Warren’s work is characterized by a sophisticated dialogue with art history, drawing on the traditions of Abstract Expressionism, Art Informel, and the late-Modernist resurgence. Yet, he successfully avoids the trap of derivative mimicry, instead asserting a distinct 21st-century voice that remains noticeably uninfected by AI tropes. His background—spanning academic training in the Pacific Northwest and Southern California, supplemented by intensive professional gallery experience—has clearly matured his technical sensibilities and allowed him to navigate subjective allegiances with confidence.
The exhibition features works that oscillate between rhythmic structure and fluid atmosphere. Pieces like Éliane, dedicated to the composer Éliane Radigue, utilize sewn-together canvases and “xylophone-bar” edges to evoke the structured, repetitive cadence of musique concrète. Elsewhere, Warren explores varying emotional registers: Rubik’s Cube trades in a romantic, Nordic stillness reminiscent of Caspar David Friedrich, while Brinnon shifts abruptly into a vibrantly colored topography that brings to mind the stained-glass radiance of abstract marbleization.

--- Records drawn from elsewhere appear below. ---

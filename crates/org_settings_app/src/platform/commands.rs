use std::path::PathBuf;

use org_settings_core::Field;

pub(crate) const HELP: &str = "commands: name <text> | website <text> | email <text> | logo <path> | show | quit";

#[derive(Debug, Clone, PartialEq, Eq)]
pub(crate) enum Command {
    Edit { field: Field, value: String },
    Logo(PathBuf),
    Show,
    Help,
    Quit,
}

/// Parses one stdin line. Blank lines yield `Ok(None)`.
///
/// Everything after the first space is the field value, kept verbatim so
/// inner and trailing spaces reach the validators.
pub(crate) fn parse_command(line: &str) -> Result<Option<Command>, String> {
    let line = line.trim_end_matches(['\r', '\n']);
    if line.trim().is_empty() {
        return Ok(None);
    }
    let line = line.trim_start();
    let (verb, rest) = line.split_once(' ').unwrap_or((line, ""));

    if let Some(field) = Field::from_key(verb) {
        return Ok(Some(Command::Edit {
            field,
            value: rest.to_string(),
        }));
    }

    match verb {
        "logo" => {
            let path = rest.trim();
            if path.is_empty() {
                Err("logo needs a file path".to_string())
            } else {
                Ok(Some(Command::Logo(PathBuf::from(path))))
            }
        }
        "show" => Ok(Some(Command::Show)),
        "help" | "?" => Ok(Some(Command::Help)),
        "quit" | "exit" => Ok(Some(Command::Quit)),
        other => Err(format!("unknown command `{other}`")),
    }
}

#[cfg(test)]
mod tests {
    use super::*;

    #[test]
    fn field_edits_keep_the_rest_of_the_line() {
        assert_eq!(
            parse_command("name Acme  Inc \n"),
            Ok(Some(Command::Edit {
                field: Field::Name,
                value: "Acme  Inc ".to_string()
            }))
        );
        assert_eq!(
            parse_command("email"),
            Ok(Some(Command::Edit {
                field: Field::Email,
                value: String::new()
            }))
        );
    }

    #[test]
    fn logo_requires_a_path() {
        assert_eq!(
            parse_command("logo  ./acme.png "),
            Ok(Some(Command::Logo(PathBuf::from("./acme.png"))))
        );
        assert!(parse_command("logo").is_err());
    }

    #[test]
    fn control_commands_and_blank_lines() {
        assert_eq!(parse_command("   \r\n"), Ok(None));
        assert_eq!(parse_command("show"), Ok(Some(Command::Show)));
        assert_eq!(parse_command("?"), Ok(Some(Command::Help)));
        assert_eq!(parse_command("exit"), Ok(Some(Command::Quit)));
        assert_eq!(
            parse_command("delete org"),
            Err("unknown command `delete`".to_string())
        );
    }
}
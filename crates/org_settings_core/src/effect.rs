use std::path::PathBuf;

use crate::{Field, UploadId};

#[derive(Debug, Clone, PartialEq, Eq)]
pub enum Effect {
    LoadOrg { org_id: String },
    /// Feed a validated value to the debounced updater.
    EditField { field: Field, value: String },
    /// Drop the field's pending save.
    CancelFieldEdit { field: Field },
    UploadLogo { upload_id: UploadId, path: PathBuf },
}
use crate::{AppState, Effect, Msg, UploadStatus};

/// Pure update function: applies a message to state and returns any effects.
pub fn update(mut state: AppState, msg: Msg) -> (AppState, Vec<Effect>) {
    let effects = match msg {
        Msg::PageOpened => {
            state.begin_fetch();
            vec![Effect::LoadOrg {
                org_id: state.org_id().to_string(),
            }]
        }
        Msg::OrgLoaded(org) => {
            // Ignore a snapshot for another organization.
            if org.id != state.org_id() {
                return (state, Vec::new());
            }
            state.apply_org(org);
            Vec::new()
        }
        Msg::OrgLoadFailed { message } => {
            state.fail_fetch(message);
            Vec::new()
        }
        Msg::FieldChanged { field, value } => {
            // Inputs are not rendered while the organization is loading.
            if state.loading().is_fetching_org {
                return (state, Vec::new());
            }
            match state.edit_field(field, value.clone()) {
                Ok(()) => vec![Effect::EditField { field, value }],
                Err(_) => vec![Effect::CancelFieldEdit { field }],
            }
        }
        Msg::SaveStarted { field, value } => {
            state.set_saving(field, value);
            Vec::new()
        }
        Msg::SaveCompleted {
            field,
            value,
            result,
        } => {
            state.finish_save(field, value, result);
            Vec::new()
        }
        Msg::LogoSelected { path } => {
            if state.loading().is_fetching_org {
                return (state, Vec::new());
            }
            let file_name = path
                .file_name()
                .map(|name| name.to_string_lossy().into_owned())
                .unwrap_or_else(|| path.display().to_string());
            let upload_id = state.start_upload(file_name);
            vec![Effect::UploadLogo { upload_id, path }]
        }
        Msg::UploadProgress {
            upload_id,
            percentage,
        } => {
            state.update_upload(
                upload_id,
                UploadStatus::InProgress {
                    percentage: percentage.min(100),
                },
            );
            Vec::new()
        }
        Msg::UploadCompleted {
            upload_id,
            logo_url,
        } => {
            if state.update_upload(upload_id, UploadStatus::Complete) {
                state.set_logo_url(logo_url);
            }
            Vec::new()
        }
        Msg::UploadFailed { upload_id, message } => {
            state.update_upload(upload_id, UploadStatus::Failed(message));
            Vec::new()
        }
        Msg::Tick | Msg::NoOp => Vec::new(),
    };

    (state, effects)
}
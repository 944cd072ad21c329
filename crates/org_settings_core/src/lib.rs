//! Org settings core: pure state machine, debounce and upload bookkeeping.
mod debounce;
mod effect;
mod field;
mod msg;
mod org;
mod state;
mod update;
mod upload;
mod view_model;

pub use debounce::{FieldDebouncer, Rearm, TimerToken, DEFAULT_DEBOUNCE_MS};
pub use effect::Effect;
pub use field::{Field, FieldEditIntent, ValidationError};
pub use msg::Msg;
pub use org::{LoadingStates, OrgSnapshot};
pub use state::{AppState, SaveStatus, UploadId, UploadStatus};
pub use update::update;
pub use upload::{RelaySignal, UploadPhase, UploadProgress, UploadTracker};
pub use view_model::{FieldRowView, LogoRowView, SettingsViewModel, SETTINGS_HEADING};
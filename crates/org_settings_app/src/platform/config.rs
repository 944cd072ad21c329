//! RON configuration for the driver.
//!
//! A missing file means defaults; a file that does not parse is an error.

use std::fs;
use std::path::{Path, PathBuf};
use std::time::Duration;

use anyhow::{bail, Context};
use log::LevelFilter;
use org_logging::{org_info, LogDestination};
use org_settings_core::DEFAULT_DEBOUNCE_MS;
use org_settings_engine::{ApiSettings, EngineSettings};
use serde::{Deserialize, Serialize};

pub(crate) const DEFAULT_CONFIG_FILENAME: &str = "org_settings.ron";

#[derive(Debug, Clone, PartialEq, Eq, Serialize, Deserialize)]
#[serde(default)]
pub(crate) struct AppConfig {
    pub api_base_url: String,
    pub org_id: String,
    pub debounce_ms: u64,
    pub connect_timeout_secs: u64,
    pub request_timeout_secs: u64,
    pub max_logo_bytes: u64,
    /// `terminal`, `file` or `both`.
    pub log_destination: String,
    pub log_file: PathBuf,
    pub log_level: String,
}

impl Default for AppConfig {
    fn default() -> Self {
        let api = ApiSettings::default();
        Self {
            api_base_url: api.base_url,
            org_id: String::new(),
            debounce_ms: DEFAULT_DEBOUNCE_MS,
            connect_timeout_secs: api.connect_timeout.as_secs(),
            request_timeout_secs: api.request_timeout.as_secs(),
            max_logo_bytes: api.max_logo_bytes,
            log_destination: "file".to_string(),
            log_file: PathBuf::from("./org_settings.log"),
            log_level: "info".to_string(),
        }
    }
}

impl AppConfig {
    pub fn validate(&self) -> anyhow::Result<()> {
        if self.org_id.trim().is_empty() {
            bail!("org_id must be set in the config file");
        }
        if self.debounce_ms == 0 {
            bail!("debounce_ms must be greater than zero");
        }
        Ok(())
    }

    pub fn engine_settings(&self) -> EngineSettings {
        EngineSettings {
            org_id: self.org_id.clone(),
            debounce_interval: Duration::from_millis(self.debounce_ms),
            api: ApiSettings {
                base_url: self.api_base_url.clone(),
                connect_timeout: Duration::from_secs(self.connect_timeout_secs),
                request_timeout: Duration::from_secs(self.request_timeout_secs),
                max_logo_bytes: self.max_logo_bytes,
                ..ApiSettings::default()
            },
        }
    }

    pub fn log_destination(&self) -> LogDestination {
        LogDestination::parse(&self.log_destination, &self.log_file)
            .unwrap_or_else(|| LogDestination::File(self.log_file.clone()))
    }

    pub fn log_level(&self) -> LevelFilter {
        self.log_level.parse().unwrap_or(LevelFilter::Info)
    }
}

pub(crate) fn load_config(path: &Path) -> anyhow::Result<AppConfig> {
    let content = match fs::read_to_string(path) {
        Ok(text) => text,
        Err(err) if err.kind() == std::io::ErrorKind::NotFound => {
            return Ok(AppConfig::default());
        }
        Err(err) => {
            return Err(err).with_context(|| format!("reading config {}", path.display()));
        }
    };
    ron::from_str(&content).with_context(|| format!("parsing config {}", path.display()))
}

pub(crate) fn save_config(path: &Path, config: &AppConfig) -> anyhow::Result<()> {
    let pretty = ron::ser::PrettyConfig::new();
    let content =
        ron::ser::to_string_pretty(config, pretty).context("serializing config")?;
    fs::write(path, content).with_context(|| format!("writing config {}", path.display()))?;
    org_info!("Wrote config to {:?}", path);
    Ok(())
}
pub mod asset_type_repository;
pub mod ledger_repository;
pub mod models;
pub mod wallet_repository;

Warren’s technique is equally diverse, displaying a refined command of paint application. Works such as Evening’s Net offer a gritty, cross-sectional intensity, while pieces like Another Light, A Different Sun utilize a blurring, soft-focus technique that echoes Gerhard Richter’s photographic sensibility. By smoothing and smearing pigment during the drying process, Warren creates ethereal, horizon-like shifts that suggest the cooling glow of dusk, proving he can balance aggressive texture with delicate, light-filled transitions.
A recurring theme throughout the exhibition is the relationship between the viewer and the material surface, often leaning into alchemical and organic metaphors. The titular piece, With Two Eyes, uses a purplish-gray veil to obscure deep, anatomical, or aerial vistas, while the vertical Key pays homage to the minimalist discipline of John McCracken. These varied approaches confirm that Warren is not adhering to a single “brand” of abstraction, but is instead engaged in a rigorous, multi-faceted investigation of paint as a medium for psychological depth.
Ultimately, this exhibition serves as a necessary antidote to the frantic, shallow pace of our modern digital existence. By championing a formal discipline that honors its lineage while pushing toward new emotional territories, Warren’s work offers a sense of stability and nourishment. At a time when cultural, social, and political stakes are at an all-time high, the residency at Gladwell Projects underscores a vital commitment: investing in the slow, tactile, and profound progress of a new generation of artists.